BEGIN RECORDS FOR THIS TASK

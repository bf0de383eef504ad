//! Archive and downloader control operations

use super::NzbDownloader;
use crate::assembler::cleanup_working_files;
use crate::error::{Error, Result};
use crate::queue::CanceledArchive;
use crate::types::{ArchiveId, ArchiveState, Event};
use std::sync::atomic::Ordering;

impl NzbDownloader {
    /// Pause one archive. Its queued segments stay in place but are no longer
    /// handed to connections; segments already in flight finish normally.
    pub async fn pause(&self, id: ArchiveId) -> Result<()> {
        {
            let mut archives = self.registry.archives.lock().await;
            let entry = archives.get_mut(&id).ok_or(Error::ArchiveNotFound { id })?;
            match entry.state {
                ArchiveState::Idle | ArchiveState::Downloading => {
                    entry.state = ArchiveState::Paused;
                }
                ArchiveState::Paused => {
                    return Err(Error::AlreadyInState {
                        id,
                        state: "paused".to_string(),
                    });
                }
                state => {
                    return Err(Error::InvalidState {
                        id,
                        operation: "pause".to_string(),
                        current_state: state.to_string(),
                    });
                }
            }
        }
        self.queue.set_archive_paused(id, true).await;
        tracing::info!(archive_id = id.0, "archive paused");
        self.emit(Event::ArchivePaused { id });
        Ok(())
    }

    /// Resume a paused archive
    pub async fn resume(&self, id: ArchiveId) -> Result<()> {
        {
            let mut archives = self.registry.archives.lock().await;
            let entry = archives.get_mut(&id).ok_or(Error::ArchiveNotFound { id })?;
            match entry.state {
                ArchiveState::Paused => {
                    entry.state = ArchiveState::Downloading;
                }
                ArchiveState::Idle | ArchiveState::Downloading => {
                    return Err(Error::AlreadyInState {
                        id,
                        state: "downloading".to_string(),
                    });
                }
                state => {
                    return Err(Error::InvalidState {
                        id,
                        operation: "resume".to_string(),
                        current_state: state.to_string(),
                    });
                }
            }
        }
        self.queue.set_archive_paused(id, false).await;
        tracing::info!(archive_id = id.0, "archive resumed");
        self.emit(Event::ArchiveResumed { id });
        Ok(())
    }

    /// Cancel an archive: purge its queued segments, signal in-flight work to
    /// stop, and delete its working files. Idempotent; canceling a finished or
    /// already-canceled archive is a no-op.
    pub async fn cancel(&self, id: ArchiveId) -> Result<()> {
        {
            let mut archives = self.registry.archives.lock().await;
            let entry = archives.get_mut(&id).ok_or(Error::ArchiveNotFound { id })?;
            if entry.state.is_terminal() {
                return Ok(());
            }
            entry.state = ArchiveState::Canceled;
            entry.cancel.cancel();
        }
        self.purge_archive(id).await;
        tracing::info!(archive_id = id.0, "archive canceled");
        self.emit(Event::ArchiveCanceled { id });
        Ok(())
    }

    /// Pause every archive at once (operator-level stop). Connections stay
    /// open; the fetch loop blocks on the gate.
    pub fn pause_all(&self) {
        self.controls.user_paused.store(true, Ordering::Relaxed);
        self.controls.update_pause_gate();
        tracing::info!("downloading paused");
    }

    /// Release an operator-level pause. Downloading stays gated if a disk-full
    /// pause is still in effect.
    pub fn resume_all(&self) {
        self.controls.user_paused.store(false, Ordering::Relaxed);
        self.controls.update_pause_gate();
        tracing::info!("downloading resumed");
    }

    /// Gracefully shut down: stop accepting archives, cancel all workers, and
    /// wait for every connection to close.
    pub async fn shutdown(&self) {
        self.registry.accepting_new.store(false, Ordering::Relaxed);
        self.controls.shutdown.cancel();
        // Wake anything parked on the pause gate so it can observe the cancel
        self.controls.pause_tx.send_replace(false);

        let pools = std::mem::take(&mut *self.pools.lock().await);
        for pool in pools {
            pool.join().await;
        }
        self.queue.clear().await;
        tracing::info!("downloader shut down");
        self.emit(Event::Shutdown);
    }

    /// Fatally fail an archive (unreachable group, unrecoverable assembly
    /// error). Same teardown as a cancel, different event.
    pub(crate) async fn fail_archive(&self, id: ArchiveId, error: String) {
        {
            let mut archives = self.registry.archives.lock().await;
            let Some(entry) = archives.get_mut(&id) else {
                return;
            };
            if entry.state.is_terminal() {
                return;
            }
            entry.state = ArchiveState::Canceled;
            entry.cancel.cancel();
        }
        self.purge_archive(id).await;
        tracing::error!(archive_id = id.0, error = %error, "archive failed");
        self.emit(Event::ArchiveFailed { id, error });
    }

    /// Remove an archive from the queue, record its final byte counters, and
    /// delete its leftover working files.
    async fn purge_archive(&self, id: ArchiveId) {
        if let Some(counters) = self.queue.archive_counters(id).await {
            let mut archives = self.registry.archives.lock().await;
            if let Some(entry) = archives.get_mut(&id) {
                entry.final_read_bytes = counters.read_bytes;
                entry.final_skipped_bytes = counters.skipped_bytes;
            }
        }
        if let Some(canceled) = self.queue.cancel_archive(id).await {
            self.remove_working_files(id, canceled).await;
        }
    }

    /// Delete an archive's leftover segment files on the blocking pool
    pub(super) async fn remove_working_files(&self, id: ArchiveId, canceled: CanceledArchive) {
        let working_dir = self.config.download.working_dir.clone();
        let result = tokio::task::spawn_blocking(move || {
            cleanup_working_files(&working_dir, &canceled.working_names);
        })
        .await;
        if let Err(e) = result {
            tracing::warn!(archive_id = id.0, error = %e, "working-file cleanup task failed");
        }
    }
}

END RECORDS FOR THIS TASK

§ PROBLEM TO SOLVE: Each line above is to be restated exactly as it stands.

§ RESPONSE FOR THIS EXERCISE:
repository bf0de383eef504ad
//! Archive and downloader control operations

use super::NzbDownloader;
use crate::assembler::cleanup_working_files;
use crate::error::{Error, Result};
use crate::queue::CanceledArchive;
use crate::types::{ArchiveId, ArchiveState, Event};
use std::sync::atomic::Ordering;

impl NzbDownloader {
    /// Pause one archive. Its queued segments stay in place but are no longer
    /// handed to connections; segments already in flight finish normally.
    pub async fn pause(&self, id: ArchiveId) -> Result<()> {
        {
            let mut archives = self.registry.archives.lock().await;
            let entry = archives.get_mut(&id).ok_or(Error::ArchiveNotFound { id })?;
            match entry.state {
                ArchiveState::Idle | ArchiveState::Downloading => {
                    entry.state = ArchiveState::Paused;
                }
                ArchiveState::Paused => {
                    return Err(Error::AlreadyInState {
                        id,
                        state: "paused".to_string(),
                    });
                }
                state => {
                    return Err(Error::InvalidState {
                        id,
                        operation: "pause".to_string(),
                        current_state: state.to_string(),
                    });
                }
            }
        }
        self.queue.set_archive_paused(id, true).await;
        tracing::info!(archive_id = id.0, "archive paused");
        self.emit(Event::ArchivePaused { id });
        Ok(())
    }

    /// Resume a paused archive
    pub async fn resume(&self, id: ArchiveId) -> Result<()> {
        {
            let mut archives = self.registry.archives.lock().await;
            let entry = archives.get_mut(&id).ok_or(Error::ArchiveNotFound { id })?;
            match entry.state {
                ArchiveState::Paused => {
                    entry.state = ArchiveState::Downloading;
                }
                ArchiveState::Idle | ArchiveState::Downloading => {
                    return Err(Error::AlreadyInState {
                        id,
                        state: "downloading".to_string(),
                    });
                }
                state => {
                    return Err(Error::InvalidState {
                        id,
                        operation: "resume".to_string(),
                        current_state: state.to_string(),
                    });
                }
            }
        }
        self.queue.set_archive_paused(id, false).await;
        tracing::info!(archive_id = id.0, "archive resumed");
        self.emit(Event::ArchiveResumed { id });
        Ok(())
    }

    /// Cancel an archive: purge its queued segments, signal in-flight work to
    /// stop, and delete its working files. Idempotent; canceling a finished or
    /// already-canceled archive is a no-op.
    pub async fn cancel(&self, id: ArchiveId) -> Result<()> {
        {
            let mut archives = self.registry.archives.lock().await;
            let entry = archives.get_mut(&id).ok_or(Error::ArchiveNotFound { id })?;
            if entry.state.is_terminal() {
                return Ok(());
            }
            entry.state = ArchiveState::Canceled;
            entry.cancel.cancel();
        }
        self.purge_archive(id).await;
        tracing::info!(archive_id = id.0, "archive canceled");
        self.emit(Event::ArchiveCanceled { id });
        Ok(())
    }

    /// Pause every archive at once (operator-level stop). Connections stay
    /// open; the fetch loop blocks on the gate.
    pub fn pause_all(&self) {
        self.controls.user_paused.store(true, Ordering::Relaxed);
        self.controls.update_pause_gate();
        tracing::info!("downloading paused");
    }

    /// Release an operator-level pause. Downloading stays gated if a disk-full
    /// pause is still in effect.
    pub fn resume_all(&self) {
        self.controls.user_paused.store(false, Ordering::Relaxed);
        self.controls.update_pause_gate();
        tracing::info!("downloading resumed");
    }

    /// Gracefully shut down: stop accepting archives, cancel all workers, and
    /// wait for every connection to close.
    pub async fn shutdown(&self) {
        self.registry.accepting_new.store(false, Ordering::Relaxed);
        self.controls.shutdown.cancel();
        // Wake anything parked on the pause gate so it can observe the cancel
        self.controls.pause_tx.send_replace(false);

        let pools = std::mem::take(&mut *self.pools.lock().await);
        for pool in pools {
            pool.join().await;
        }
        self.queue.clear().await;
        tracing::info!("downloader shut down");
        self.emit(Event::Shutdown);
    }

    /// Fatally fail an archive (unreachable group, unrecoverable assembly
    /// error). Same teardown as a cancel, different event.
    pub(crate) async fn fail_archive(&self, id: ArchiveId, error: String) {
        {
            let mut archives = self.registry.archives.lock().await;
            let Some(entry) = archives.get_mut(&id) else {
                return;
            };
            if entry.state.is_terminal() {
                return;
            }
            entry.state = ArchiveState::Canceled;
            entry.cancel.cancel();
        }
        self.purge_archive(id).await;
        tracing::error!(archive_id = id.0, error = %error, "archive failed");
        self.emit(Event::ArchiveFailed { id, error });
    }

    /// Remove an archive from the queue, record its final byte counters, and
    /// delete its leftover working files.
    async fn purge_archive(&self, id: ArchiveId) {
        if let Some(counters) = self.queue.archive_counters(id).await {
            let mut archives = self.registry.archives.lock().await;
            if let Some(entry) = archives.get_mut(&id) {
                entry.final_read_bytes = counters.read_bytes;
                entry.final_skipped_bytes = counters.skipped_bytes;
            }
        }
        if let Some(canceled) = self.queue.cancel_archive(id).await {
            self.remove_working_files(id, canceled).await;
        }
    }

    /// Delete an archive's leftover segment files on the blocking pool
    pub(super) async fn remove_working_files(&self, id: ArchiveId, canceled: CanceledArchive) {
        let working_dir = self.config.download.working_dir.clone();
        let result = tokio::task::spawn_blocking(move || {
            cleanup_working_files(&working_dir, &canceled.working_names);
        })
        .await;
        if let Err(e) = result {
            tracing::warn!(archive_id = id.0, error = %e, "working-file cleanup task failed");
        }
    }
}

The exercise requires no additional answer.